- [What to work on] Pull out each line of the records holding the string "FixedOffset".

- [Data for this task]
BEGIN

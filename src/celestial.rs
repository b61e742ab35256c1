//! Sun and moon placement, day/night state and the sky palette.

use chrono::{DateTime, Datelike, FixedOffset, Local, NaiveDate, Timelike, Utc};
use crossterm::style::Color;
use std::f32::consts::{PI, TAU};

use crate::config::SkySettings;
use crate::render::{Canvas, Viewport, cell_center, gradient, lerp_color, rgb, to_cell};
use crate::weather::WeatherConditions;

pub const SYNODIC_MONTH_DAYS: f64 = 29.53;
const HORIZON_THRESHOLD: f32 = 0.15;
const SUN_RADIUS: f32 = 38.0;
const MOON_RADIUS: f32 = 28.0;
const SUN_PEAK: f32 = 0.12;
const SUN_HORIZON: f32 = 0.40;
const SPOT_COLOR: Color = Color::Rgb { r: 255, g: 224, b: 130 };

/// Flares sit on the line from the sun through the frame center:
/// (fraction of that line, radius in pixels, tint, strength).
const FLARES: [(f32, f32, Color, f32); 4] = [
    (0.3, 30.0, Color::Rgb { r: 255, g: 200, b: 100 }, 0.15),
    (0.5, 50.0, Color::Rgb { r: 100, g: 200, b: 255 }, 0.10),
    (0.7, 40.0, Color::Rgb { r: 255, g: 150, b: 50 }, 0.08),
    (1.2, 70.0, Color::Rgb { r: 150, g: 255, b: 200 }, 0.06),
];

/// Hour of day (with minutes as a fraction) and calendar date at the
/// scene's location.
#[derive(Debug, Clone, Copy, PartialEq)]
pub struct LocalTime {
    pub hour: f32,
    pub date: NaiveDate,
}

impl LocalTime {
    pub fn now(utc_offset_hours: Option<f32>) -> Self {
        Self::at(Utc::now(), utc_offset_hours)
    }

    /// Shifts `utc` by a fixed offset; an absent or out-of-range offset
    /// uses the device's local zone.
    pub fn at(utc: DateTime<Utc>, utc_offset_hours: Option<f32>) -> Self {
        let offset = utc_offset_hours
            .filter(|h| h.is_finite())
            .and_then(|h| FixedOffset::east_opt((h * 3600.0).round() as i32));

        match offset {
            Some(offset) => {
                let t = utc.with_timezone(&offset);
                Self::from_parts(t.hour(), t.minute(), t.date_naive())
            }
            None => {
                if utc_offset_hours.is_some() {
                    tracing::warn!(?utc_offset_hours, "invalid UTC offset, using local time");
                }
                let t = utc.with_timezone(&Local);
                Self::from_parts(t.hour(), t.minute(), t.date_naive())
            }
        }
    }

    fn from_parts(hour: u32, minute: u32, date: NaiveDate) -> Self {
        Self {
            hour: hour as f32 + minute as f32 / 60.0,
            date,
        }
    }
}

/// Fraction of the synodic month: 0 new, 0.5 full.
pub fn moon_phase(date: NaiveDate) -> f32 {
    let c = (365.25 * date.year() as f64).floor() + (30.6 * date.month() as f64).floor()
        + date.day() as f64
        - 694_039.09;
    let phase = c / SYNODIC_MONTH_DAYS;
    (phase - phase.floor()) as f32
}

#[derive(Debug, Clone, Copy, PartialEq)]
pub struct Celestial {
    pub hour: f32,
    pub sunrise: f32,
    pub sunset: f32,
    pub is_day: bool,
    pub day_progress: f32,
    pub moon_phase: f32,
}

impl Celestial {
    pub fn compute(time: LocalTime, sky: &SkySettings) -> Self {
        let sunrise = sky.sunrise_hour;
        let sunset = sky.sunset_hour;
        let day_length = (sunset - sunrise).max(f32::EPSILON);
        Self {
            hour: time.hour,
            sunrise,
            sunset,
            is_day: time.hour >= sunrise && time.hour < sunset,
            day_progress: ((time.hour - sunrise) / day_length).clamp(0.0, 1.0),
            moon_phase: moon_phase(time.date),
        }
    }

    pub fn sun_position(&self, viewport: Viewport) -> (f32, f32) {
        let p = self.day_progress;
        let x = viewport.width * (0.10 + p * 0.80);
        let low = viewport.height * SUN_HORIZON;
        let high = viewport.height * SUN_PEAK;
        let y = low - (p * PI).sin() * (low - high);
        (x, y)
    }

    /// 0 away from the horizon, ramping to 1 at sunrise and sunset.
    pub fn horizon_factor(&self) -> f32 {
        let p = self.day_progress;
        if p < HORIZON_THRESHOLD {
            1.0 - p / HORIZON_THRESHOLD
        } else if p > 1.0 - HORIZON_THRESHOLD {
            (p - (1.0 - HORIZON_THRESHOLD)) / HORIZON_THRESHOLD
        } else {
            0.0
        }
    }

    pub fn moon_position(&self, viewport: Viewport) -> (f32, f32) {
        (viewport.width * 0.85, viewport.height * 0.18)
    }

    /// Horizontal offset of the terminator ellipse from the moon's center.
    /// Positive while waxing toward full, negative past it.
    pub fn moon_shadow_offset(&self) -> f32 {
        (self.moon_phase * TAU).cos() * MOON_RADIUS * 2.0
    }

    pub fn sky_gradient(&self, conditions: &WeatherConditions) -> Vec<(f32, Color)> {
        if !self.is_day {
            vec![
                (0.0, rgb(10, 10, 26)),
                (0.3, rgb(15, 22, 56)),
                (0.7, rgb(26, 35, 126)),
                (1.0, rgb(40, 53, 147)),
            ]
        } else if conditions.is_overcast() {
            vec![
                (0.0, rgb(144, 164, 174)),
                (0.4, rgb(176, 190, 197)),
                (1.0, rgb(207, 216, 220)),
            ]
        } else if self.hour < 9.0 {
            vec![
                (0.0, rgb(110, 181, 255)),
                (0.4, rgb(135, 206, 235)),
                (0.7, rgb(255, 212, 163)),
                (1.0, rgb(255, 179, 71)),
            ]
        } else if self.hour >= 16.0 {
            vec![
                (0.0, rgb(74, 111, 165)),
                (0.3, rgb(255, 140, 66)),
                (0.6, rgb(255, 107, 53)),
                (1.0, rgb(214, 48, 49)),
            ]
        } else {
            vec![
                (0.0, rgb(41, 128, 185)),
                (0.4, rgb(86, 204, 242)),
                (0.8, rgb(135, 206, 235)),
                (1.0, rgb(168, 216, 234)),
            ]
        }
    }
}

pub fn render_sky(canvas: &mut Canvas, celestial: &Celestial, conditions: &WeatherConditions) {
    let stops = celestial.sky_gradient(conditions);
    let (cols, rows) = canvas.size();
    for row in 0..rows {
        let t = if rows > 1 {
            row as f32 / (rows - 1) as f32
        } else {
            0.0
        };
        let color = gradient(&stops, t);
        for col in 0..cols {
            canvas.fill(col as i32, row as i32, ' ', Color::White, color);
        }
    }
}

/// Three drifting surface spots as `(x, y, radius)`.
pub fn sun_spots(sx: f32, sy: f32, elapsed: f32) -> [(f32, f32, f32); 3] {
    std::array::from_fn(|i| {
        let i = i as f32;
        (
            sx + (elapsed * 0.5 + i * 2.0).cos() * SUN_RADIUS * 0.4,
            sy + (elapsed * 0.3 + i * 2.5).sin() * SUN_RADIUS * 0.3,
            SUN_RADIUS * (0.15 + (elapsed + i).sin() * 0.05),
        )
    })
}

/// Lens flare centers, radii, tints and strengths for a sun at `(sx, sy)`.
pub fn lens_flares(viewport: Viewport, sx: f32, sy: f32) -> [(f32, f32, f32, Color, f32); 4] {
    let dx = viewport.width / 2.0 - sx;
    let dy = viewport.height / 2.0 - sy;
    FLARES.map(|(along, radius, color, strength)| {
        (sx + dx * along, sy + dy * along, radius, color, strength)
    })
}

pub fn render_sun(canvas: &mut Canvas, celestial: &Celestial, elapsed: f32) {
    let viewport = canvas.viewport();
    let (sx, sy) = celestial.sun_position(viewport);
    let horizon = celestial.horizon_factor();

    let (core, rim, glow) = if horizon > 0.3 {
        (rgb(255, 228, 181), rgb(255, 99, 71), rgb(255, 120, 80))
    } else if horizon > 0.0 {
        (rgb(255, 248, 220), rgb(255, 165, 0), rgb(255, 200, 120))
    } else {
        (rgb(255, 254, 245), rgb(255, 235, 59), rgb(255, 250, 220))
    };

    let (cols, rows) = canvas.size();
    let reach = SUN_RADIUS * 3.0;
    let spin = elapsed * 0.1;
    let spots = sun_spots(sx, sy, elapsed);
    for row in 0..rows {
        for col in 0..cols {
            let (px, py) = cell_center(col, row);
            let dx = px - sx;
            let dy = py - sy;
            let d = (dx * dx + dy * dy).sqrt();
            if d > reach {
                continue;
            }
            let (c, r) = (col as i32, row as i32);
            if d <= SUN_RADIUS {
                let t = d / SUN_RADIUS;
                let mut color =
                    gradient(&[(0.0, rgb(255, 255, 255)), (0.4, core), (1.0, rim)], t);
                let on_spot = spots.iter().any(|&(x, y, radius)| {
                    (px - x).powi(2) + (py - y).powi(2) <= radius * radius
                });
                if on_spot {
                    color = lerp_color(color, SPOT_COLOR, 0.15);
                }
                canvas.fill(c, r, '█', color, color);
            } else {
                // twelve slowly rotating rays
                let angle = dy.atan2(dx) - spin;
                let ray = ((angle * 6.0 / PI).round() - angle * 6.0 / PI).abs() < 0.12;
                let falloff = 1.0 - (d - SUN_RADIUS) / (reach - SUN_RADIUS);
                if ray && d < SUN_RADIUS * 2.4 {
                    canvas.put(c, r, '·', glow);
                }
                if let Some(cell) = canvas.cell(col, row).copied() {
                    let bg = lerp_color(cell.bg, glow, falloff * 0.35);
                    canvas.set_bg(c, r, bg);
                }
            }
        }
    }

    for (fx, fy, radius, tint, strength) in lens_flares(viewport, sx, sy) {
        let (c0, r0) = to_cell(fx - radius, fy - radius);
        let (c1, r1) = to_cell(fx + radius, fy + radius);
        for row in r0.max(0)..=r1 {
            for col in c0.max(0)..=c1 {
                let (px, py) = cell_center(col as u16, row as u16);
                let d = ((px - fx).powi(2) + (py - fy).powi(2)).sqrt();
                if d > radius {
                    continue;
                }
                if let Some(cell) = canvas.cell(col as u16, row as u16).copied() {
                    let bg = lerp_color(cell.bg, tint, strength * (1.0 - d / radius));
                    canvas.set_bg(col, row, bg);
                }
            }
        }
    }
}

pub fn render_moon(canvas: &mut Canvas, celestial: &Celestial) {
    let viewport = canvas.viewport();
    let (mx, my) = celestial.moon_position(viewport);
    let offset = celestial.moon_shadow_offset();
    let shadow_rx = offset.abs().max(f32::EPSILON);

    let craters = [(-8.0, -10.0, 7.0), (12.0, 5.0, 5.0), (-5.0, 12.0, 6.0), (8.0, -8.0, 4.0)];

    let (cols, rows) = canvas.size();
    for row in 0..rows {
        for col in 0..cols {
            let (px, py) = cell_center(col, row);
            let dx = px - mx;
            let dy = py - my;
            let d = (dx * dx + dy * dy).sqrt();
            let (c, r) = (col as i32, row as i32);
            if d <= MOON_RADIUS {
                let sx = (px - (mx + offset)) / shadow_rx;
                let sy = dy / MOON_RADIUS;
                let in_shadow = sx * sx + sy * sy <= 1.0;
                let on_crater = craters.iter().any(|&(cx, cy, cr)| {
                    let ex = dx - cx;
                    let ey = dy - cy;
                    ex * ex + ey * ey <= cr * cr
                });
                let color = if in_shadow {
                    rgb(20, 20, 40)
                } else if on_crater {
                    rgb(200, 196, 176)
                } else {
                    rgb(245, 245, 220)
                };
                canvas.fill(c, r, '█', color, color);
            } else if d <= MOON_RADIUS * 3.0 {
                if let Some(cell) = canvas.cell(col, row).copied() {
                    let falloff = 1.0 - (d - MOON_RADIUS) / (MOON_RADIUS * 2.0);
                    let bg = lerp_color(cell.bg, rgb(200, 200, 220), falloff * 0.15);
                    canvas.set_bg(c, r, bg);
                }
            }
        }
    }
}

END

- [Task answer]
use chrono::{DateTime, Datelike, FixedOffset, Local, NaiveDate, Timelike, Utc};
            .and_then(|h| FixedOffset::east_opt((h * 3600.0).round() as i32));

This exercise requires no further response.